### WHAT YOU SHOULD DO
Scan the data below and state the number of lines that include the word "ExecutionError", adding no comment.

[Collected data]
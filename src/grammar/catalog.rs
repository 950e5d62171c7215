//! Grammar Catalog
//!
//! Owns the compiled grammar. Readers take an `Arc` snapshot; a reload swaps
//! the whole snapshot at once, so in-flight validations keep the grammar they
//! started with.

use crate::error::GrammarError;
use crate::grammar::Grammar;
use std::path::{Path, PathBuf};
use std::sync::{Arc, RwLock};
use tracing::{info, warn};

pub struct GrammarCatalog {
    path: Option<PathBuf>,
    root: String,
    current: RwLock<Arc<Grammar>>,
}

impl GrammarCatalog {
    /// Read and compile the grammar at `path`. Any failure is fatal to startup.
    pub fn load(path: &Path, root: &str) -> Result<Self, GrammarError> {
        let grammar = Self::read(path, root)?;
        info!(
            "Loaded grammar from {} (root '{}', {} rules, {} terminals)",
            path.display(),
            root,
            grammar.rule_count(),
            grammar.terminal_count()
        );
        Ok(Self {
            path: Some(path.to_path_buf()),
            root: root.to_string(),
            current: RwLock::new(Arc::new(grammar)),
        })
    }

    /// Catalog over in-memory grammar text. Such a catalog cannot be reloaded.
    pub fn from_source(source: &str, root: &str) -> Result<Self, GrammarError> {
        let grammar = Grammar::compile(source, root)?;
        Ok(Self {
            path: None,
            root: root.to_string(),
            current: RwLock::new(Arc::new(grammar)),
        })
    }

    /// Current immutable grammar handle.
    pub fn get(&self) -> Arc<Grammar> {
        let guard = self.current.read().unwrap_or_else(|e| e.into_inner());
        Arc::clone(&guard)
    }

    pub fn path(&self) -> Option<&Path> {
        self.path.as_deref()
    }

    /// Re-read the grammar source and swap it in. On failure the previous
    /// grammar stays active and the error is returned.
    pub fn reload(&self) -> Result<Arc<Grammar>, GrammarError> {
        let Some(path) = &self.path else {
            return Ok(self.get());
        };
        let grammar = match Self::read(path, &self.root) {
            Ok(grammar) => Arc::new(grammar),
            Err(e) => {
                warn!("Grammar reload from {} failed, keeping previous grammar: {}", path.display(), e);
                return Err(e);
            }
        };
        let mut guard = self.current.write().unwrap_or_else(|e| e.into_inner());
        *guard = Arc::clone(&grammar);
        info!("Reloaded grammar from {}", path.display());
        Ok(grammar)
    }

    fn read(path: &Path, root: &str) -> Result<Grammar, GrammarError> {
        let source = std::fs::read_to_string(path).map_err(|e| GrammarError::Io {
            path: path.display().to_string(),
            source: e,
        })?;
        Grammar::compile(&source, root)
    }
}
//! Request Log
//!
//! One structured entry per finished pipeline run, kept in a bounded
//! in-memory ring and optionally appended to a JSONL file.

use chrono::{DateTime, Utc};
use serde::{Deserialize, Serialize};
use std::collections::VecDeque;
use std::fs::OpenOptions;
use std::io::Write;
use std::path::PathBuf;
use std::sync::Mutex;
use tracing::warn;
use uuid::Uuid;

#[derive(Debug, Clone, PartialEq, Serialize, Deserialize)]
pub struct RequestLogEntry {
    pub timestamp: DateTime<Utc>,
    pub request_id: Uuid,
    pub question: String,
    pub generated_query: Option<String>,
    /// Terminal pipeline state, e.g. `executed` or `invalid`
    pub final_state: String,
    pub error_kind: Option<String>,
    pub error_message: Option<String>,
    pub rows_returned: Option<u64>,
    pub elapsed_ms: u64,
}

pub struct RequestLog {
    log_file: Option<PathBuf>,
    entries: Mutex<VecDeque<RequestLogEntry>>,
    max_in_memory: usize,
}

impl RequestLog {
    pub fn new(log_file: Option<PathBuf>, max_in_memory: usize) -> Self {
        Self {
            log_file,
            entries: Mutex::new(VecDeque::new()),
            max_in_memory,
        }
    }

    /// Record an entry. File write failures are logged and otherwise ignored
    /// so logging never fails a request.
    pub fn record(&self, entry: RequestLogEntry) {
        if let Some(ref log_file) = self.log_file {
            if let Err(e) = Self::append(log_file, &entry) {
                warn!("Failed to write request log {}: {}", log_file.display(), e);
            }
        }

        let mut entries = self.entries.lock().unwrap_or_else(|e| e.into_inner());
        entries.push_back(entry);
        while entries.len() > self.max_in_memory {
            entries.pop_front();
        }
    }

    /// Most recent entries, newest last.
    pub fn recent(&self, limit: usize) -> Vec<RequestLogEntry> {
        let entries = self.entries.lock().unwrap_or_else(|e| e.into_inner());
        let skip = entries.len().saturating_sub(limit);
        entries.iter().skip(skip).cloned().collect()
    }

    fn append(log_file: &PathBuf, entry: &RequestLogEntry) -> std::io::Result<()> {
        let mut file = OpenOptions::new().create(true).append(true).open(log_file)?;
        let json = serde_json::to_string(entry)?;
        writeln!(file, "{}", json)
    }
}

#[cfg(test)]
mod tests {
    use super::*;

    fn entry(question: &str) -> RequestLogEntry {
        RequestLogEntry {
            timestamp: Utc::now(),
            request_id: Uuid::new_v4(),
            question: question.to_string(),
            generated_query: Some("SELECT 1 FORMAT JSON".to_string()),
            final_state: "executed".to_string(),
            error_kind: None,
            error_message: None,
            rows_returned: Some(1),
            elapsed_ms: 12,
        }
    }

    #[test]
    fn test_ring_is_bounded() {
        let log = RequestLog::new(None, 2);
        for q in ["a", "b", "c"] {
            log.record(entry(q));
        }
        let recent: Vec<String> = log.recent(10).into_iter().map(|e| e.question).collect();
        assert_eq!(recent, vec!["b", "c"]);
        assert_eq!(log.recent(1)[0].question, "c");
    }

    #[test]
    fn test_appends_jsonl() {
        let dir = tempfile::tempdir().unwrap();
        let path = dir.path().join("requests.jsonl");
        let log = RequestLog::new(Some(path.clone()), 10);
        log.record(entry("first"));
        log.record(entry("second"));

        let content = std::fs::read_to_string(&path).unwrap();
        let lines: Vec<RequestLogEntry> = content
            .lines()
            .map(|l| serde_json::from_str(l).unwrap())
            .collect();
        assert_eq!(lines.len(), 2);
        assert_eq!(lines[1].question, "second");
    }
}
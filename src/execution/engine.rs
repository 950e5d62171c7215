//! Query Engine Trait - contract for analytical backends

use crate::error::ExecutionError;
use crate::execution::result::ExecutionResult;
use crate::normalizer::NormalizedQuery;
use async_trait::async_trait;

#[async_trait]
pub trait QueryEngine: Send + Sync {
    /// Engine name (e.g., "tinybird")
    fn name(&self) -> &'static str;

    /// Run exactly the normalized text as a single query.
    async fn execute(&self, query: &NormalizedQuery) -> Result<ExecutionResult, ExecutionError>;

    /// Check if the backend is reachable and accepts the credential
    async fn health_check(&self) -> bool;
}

### ANSWER SPACE
2